What needs to be done:
Return each line of the listing that has the word "BTreeMap" in it.

Records provided:
________________
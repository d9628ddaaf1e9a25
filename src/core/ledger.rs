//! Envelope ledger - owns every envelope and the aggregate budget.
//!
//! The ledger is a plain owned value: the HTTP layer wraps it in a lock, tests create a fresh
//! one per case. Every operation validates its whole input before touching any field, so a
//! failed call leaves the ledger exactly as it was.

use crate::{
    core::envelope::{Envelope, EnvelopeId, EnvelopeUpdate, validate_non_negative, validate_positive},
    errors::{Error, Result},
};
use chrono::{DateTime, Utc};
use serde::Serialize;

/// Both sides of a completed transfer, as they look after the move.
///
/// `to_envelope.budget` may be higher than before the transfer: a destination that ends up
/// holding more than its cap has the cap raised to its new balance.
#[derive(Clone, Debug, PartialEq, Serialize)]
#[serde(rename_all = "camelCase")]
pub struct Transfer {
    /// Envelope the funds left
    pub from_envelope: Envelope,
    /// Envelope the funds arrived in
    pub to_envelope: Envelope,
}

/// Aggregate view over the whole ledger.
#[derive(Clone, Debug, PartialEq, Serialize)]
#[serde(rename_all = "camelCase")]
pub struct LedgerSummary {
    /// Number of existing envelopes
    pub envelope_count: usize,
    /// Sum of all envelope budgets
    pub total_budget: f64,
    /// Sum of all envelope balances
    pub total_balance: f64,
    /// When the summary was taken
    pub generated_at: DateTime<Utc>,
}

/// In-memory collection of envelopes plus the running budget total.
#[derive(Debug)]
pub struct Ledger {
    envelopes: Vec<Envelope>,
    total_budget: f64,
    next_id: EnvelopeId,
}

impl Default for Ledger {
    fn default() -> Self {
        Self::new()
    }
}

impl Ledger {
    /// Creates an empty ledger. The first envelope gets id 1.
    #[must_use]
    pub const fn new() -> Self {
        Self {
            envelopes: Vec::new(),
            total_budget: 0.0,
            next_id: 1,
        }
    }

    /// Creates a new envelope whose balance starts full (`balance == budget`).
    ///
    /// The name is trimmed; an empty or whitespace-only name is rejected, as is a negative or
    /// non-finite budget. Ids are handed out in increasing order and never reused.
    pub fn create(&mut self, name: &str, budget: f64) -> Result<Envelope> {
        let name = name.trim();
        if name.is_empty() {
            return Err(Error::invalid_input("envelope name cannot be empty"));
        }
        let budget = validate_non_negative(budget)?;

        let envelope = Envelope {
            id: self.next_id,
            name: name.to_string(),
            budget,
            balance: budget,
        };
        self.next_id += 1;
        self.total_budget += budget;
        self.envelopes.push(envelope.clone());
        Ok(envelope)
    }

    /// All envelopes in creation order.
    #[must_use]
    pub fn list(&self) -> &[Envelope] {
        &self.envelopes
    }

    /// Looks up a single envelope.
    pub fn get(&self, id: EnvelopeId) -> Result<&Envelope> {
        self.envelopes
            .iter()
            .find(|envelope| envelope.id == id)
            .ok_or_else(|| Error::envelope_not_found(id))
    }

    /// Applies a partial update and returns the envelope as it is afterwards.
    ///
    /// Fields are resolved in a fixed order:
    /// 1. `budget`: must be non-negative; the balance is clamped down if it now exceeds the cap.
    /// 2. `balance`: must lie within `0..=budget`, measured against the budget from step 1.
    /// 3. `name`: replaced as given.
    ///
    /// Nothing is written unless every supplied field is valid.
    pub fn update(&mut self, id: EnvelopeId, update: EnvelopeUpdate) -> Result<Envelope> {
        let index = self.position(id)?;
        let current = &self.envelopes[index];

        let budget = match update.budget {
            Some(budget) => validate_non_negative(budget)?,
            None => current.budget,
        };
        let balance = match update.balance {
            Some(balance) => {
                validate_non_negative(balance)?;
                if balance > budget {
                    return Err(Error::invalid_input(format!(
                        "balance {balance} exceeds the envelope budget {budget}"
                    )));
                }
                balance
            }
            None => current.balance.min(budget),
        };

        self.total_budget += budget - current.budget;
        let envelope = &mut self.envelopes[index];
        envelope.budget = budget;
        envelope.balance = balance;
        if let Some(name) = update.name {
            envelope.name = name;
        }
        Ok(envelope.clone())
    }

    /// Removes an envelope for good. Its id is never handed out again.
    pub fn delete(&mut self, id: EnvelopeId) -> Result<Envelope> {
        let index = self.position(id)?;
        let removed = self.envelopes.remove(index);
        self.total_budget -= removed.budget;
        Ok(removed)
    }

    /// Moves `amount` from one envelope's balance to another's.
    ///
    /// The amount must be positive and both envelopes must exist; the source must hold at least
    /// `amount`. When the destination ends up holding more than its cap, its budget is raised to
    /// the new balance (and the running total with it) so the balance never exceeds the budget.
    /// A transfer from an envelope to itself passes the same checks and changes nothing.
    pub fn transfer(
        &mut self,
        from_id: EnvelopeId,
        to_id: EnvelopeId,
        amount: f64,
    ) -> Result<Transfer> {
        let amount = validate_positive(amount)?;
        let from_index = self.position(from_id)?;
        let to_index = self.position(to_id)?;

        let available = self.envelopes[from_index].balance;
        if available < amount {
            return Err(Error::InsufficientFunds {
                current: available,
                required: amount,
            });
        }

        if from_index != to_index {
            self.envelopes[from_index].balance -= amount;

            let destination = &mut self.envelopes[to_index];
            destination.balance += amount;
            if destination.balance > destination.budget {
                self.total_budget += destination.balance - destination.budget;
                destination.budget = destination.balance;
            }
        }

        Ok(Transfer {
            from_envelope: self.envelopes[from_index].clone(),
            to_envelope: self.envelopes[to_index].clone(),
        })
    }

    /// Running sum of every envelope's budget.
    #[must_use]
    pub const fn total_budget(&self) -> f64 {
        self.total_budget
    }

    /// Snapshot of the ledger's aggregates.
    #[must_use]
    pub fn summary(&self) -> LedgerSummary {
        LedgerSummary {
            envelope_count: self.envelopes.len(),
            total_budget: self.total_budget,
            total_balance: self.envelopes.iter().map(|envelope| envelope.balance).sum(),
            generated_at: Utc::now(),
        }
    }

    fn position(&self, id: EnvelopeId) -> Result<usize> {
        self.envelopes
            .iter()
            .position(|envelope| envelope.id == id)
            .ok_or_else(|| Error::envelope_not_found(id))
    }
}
________________
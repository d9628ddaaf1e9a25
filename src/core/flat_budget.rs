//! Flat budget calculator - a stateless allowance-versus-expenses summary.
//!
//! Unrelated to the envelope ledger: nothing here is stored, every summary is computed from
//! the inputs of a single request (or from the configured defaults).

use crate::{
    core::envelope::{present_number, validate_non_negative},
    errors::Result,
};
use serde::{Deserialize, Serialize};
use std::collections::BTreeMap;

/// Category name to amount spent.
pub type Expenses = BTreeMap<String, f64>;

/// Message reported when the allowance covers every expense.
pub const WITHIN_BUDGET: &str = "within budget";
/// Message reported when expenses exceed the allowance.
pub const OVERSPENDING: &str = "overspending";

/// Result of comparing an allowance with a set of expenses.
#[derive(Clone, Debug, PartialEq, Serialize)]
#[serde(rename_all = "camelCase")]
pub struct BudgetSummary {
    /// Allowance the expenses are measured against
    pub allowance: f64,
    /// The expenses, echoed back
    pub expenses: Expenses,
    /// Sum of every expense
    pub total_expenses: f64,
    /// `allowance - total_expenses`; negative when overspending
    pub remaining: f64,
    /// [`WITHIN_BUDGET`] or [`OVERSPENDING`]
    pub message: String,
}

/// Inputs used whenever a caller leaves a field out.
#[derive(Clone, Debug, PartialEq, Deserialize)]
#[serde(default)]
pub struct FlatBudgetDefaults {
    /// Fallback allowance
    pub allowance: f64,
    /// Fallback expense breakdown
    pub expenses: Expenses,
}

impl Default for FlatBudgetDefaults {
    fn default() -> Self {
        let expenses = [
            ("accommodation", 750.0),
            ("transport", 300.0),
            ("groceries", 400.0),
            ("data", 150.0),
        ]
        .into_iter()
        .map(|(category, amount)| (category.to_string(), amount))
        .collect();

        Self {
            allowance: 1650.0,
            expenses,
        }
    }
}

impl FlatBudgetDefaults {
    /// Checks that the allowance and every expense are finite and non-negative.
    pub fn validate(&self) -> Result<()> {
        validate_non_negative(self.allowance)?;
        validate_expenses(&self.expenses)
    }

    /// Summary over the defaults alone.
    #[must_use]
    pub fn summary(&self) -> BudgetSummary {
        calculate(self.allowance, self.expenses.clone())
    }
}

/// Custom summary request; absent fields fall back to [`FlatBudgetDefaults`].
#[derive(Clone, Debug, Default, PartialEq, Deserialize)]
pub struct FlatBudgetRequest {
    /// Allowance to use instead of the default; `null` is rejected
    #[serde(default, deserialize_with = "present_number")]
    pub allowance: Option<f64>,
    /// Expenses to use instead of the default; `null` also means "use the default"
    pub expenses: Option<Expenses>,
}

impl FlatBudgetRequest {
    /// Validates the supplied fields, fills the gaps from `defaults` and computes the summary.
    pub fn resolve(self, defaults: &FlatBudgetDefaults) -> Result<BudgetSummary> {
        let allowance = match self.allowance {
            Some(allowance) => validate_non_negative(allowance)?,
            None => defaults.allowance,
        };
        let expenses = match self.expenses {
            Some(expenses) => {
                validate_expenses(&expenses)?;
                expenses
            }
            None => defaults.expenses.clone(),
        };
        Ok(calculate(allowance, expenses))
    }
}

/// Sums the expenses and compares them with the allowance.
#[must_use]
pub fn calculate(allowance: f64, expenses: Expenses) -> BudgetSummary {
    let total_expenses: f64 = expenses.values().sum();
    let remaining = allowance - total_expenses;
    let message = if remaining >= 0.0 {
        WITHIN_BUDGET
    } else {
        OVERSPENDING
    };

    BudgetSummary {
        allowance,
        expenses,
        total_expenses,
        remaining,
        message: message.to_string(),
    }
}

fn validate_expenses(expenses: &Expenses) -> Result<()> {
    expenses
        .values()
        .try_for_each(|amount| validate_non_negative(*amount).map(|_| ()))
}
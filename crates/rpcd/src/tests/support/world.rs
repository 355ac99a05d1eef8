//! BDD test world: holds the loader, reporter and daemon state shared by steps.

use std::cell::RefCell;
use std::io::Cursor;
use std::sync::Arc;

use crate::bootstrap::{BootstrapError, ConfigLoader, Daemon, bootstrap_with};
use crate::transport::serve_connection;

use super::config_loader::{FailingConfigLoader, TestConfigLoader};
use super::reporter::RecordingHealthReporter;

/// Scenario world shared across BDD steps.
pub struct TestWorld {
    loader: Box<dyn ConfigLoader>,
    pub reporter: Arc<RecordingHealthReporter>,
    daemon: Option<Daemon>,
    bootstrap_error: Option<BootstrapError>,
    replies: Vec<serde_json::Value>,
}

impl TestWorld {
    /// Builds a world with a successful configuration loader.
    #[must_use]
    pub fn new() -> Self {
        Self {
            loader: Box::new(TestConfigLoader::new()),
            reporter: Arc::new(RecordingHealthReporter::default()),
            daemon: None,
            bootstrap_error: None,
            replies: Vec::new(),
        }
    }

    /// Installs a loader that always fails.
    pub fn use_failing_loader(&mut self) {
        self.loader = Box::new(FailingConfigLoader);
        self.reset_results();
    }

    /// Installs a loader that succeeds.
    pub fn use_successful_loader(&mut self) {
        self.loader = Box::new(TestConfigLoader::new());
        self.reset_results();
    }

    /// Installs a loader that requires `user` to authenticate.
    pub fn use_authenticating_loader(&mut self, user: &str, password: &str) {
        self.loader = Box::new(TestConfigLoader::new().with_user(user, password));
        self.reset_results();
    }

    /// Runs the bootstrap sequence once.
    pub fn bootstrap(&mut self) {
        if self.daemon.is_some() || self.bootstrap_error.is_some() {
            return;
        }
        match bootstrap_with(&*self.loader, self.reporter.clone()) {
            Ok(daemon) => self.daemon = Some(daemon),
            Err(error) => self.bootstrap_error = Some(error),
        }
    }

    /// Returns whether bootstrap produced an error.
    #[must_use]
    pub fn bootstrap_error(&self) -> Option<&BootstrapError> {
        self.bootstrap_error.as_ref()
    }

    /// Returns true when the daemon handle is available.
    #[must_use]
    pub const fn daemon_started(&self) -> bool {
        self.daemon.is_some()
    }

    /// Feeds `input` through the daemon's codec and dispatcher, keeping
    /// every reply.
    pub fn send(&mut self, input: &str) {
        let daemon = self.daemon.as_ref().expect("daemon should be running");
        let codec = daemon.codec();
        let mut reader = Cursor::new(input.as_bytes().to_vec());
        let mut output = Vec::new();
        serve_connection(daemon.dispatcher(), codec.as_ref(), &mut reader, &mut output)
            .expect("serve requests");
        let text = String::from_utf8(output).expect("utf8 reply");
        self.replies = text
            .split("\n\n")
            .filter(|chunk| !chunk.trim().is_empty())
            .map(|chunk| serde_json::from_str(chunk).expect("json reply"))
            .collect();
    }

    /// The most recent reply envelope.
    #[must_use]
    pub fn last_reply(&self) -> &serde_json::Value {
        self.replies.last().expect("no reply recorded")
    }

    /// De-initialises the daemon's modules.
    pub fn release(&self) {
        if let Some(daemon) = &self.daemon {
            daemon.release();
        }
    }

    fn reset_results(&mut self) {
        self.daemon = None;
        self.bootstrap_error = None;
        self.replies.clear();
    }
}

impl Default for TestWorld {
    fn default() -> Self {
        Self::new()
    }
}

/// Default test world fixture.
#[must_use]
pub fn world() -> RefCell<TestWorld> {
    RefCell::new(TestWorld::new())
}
________________
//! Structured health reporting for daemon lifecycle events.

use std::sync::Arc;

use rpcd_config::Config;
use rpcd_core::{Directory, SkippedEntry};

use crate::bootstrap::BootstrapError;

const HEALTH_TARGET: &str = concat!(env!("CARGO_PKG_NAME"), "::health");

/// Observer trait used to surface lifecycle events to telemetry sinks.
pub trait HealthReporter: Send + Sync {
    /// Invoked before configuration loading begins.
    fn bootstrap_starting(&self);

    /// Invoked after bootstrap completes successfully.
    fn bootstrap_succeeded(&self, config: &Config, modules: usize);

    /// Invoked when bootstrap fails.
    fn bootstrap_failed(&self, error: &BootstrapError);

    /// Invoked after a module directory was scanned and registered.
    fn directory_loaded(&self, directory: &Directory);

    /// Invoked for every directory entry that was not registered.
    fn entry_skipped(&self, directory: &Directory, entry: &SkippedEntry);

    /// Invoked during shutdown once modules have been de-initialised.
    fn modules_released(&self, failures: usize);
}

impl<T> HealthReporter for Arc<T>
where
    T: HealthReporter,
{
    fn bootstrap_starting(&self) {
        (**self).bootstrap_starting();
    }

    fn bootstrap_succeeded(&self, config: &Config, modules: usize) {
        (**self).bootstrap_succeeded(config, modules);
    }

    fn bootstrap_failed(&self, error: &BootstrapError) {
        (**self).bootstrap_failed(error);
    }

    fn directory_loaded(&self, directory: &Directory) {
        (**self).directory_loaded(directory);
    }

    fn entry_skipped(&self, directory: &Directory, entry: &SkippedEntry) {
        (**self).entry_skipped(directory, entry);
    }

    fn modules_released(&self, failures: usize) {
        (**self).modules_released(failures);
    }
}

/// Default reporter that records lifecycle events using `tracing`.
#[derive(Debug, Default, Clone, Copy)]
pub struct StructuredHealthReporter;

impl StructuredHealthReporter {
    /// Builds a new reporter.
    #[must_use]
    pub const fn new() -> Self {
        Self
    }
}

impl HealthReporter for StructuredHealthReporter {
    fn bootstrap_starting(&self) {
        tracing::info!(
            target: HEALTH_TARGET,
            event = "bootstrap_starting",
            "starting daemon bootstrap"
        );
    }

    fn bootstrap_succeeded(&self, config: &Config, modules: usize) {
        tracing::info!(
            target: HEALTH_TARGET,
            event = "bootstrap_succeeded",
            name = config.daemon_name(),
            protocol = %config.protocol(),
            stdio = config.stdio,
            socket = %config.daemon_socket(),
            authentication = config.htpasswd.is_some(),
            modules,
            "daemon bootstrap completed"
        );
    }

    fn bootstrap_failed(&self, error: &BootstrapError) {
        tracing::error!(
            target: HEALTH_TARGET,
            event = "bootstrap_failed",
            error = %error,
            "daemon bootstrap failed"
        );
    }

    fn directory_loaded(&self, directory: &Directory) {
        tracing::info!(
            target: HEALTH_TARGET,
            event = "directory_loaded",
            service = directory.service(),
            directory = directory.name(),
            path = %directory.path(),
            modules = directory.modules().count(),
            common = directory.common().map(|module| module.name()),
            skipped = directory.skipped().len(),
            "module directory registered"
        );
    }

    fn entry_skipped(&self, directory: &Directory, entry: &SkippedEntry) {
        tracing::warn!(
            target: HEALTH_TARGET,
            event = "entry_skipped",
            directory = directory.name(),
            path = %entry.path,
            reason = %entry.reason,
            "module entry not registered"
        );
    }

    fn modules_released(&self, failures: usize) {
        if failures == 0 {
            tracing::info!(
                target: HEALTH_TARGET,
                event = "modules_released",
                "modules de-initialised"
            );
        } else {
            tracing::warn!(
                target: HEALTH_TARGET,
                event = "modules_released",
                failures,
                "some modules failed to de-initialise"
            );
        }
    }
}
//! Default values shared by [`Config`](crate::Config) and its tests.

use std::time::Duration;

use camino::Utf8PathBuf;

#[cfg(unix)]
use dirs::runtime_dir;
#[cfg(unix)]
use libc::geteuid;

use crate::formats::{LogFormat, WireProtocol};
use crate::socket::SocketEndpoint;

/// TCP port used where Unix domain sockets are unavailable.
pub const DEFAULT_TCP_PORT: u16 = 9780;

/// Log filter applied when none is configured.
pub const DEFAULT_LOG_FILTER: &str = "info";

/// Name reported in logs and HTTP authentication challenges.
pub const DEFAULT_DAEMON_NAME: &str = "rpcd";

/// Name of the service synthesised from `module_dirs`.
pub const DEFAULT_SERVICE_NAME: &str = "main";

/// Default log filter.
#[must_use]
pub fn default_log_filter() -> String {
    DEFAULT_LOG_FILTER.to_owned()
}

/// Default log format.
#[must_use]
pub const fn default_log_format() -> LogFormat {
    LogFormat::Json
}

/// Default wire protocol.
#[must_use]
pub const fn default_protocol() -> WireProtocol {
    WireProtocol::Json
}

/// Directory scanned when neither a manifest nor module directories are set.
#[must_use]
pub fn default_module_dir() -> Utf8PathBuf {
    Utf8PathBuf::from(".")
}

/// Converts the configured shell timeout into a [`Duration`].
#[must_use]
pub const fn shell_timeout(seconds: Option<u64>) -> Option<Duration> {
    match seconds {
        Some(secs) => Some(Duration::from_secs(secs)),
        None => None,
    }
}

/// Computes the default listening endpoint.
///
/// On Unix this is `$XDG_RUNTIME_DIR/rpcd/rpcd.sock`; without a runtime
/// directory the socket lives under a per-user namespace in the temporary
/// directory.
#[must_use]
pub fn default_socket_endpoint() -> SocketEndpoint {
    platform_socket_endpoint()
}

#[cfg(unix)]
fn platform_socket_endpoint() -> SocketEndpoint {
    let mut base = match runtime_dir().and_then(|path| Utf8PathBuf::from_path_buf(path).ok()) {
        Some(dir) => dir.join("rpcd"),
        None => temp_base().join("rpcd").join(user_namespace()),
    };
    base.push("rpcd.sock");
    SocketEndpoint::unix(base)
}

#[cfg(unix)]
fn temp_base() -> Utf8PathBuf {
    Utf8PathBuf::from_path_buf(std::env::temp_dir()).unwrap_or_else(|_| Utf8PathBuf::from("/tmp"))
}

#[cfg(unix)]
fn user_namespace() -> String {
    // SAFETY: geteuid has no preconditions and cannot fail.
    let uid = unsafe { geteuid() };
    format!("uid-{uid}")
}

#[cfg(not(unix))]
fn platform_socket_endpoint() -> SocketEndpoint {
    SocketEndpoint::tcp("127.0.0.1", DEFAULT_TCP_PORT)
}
________________
Exercise solution:
use std::collections::BTreeMap;
pub type Expenses = BTreeMap<String, f64>;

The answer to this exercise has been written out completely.